His experience moved Sharpe to join in fundraising for the Church Health Center. In addition, Sharpe and his wife made donations and established two Founders’ Circle endowments to honor family members. Others families have done the same. In the past few months, for instance, three families have made gifts of more than $100,000, in one case to honor themselves, their children and their grandchildren; in another to honor their parents’ anniversary; and in the third, to remember family members.

Because Morris specified that his purpose in establishing the Center was to call the church to task — to ask the Memphis community to take seriously what the gospel teaches about how the poor should be cared for — the Center does not seek funding from the government. Morris believes that the government has a significant role in addressing the problem of healthcare for the poor and uninsured, but that the Center’s role is different. Either the congregations and citizens of Memphis support the Center, or its doors will close. Morris believes that the community must stand up and say:

These are the issues in our community. We want to do something about it, and that really doesn’t have to do with what the federal government thinks or doesn’t think.

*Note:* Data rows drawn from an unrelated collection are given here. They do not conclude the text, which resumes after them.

use std::fmt;

/// Lifecycle of a session controller
#[derive(Copy, Debug, Clone, PartialEq, Eq)]
pub enum Mode {
    Uninitialized,
    Ready,
    Running,
    Stopped,
}

impl Default for Mode {
    fn default() -> Self {
        Mode::Uninitialized
    }
}

impl Mode {
    /// A new order table may only be installed while no session is running.
    pub fn accepts_order(&self) -> bool {
        !matches!(self, Self::Running)
    }

    pub fn can_start(&self) -> bool {
        matches!(self, Self::Ready)
    }

    pub fn is_running(&self) -> bool {
        matches!(self, Self::Running)
    }
}

impl fmt::Display for Mode {
    fn fmt(&self, f: &mut fmt::Formatter<'_>) -> fmt::Result {
        let name = match self {
            Mode::Uninitialized => "uninitialized",
            Mode::Ready => "ready",
            Mode::Running => "running",
            Mode::Stopped => "stopped",
        };
        f.write_str(name)
    }
}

What benefits do Morris and his associates reap? According to Morris:

I am driven in some way to be a helpful person, to use the skills that I have in the world to try to make it a better place. It’s easier for me to be involved in nurturing my own spirit while I am out doing something, and for me that “doing something” has to do with taking care of a person who is hurting, who is sick, who is in great need.

Morris views the Center as a sanctuary. That is what the faith and philanthropy of the individuals, families, foundations, businesses, physicians, nurses, and others who give their money, time, talents, and goods to the Church Health Center have built — a sanctuary for the bodies and spirits of their neighbors, and ultimately, themselves.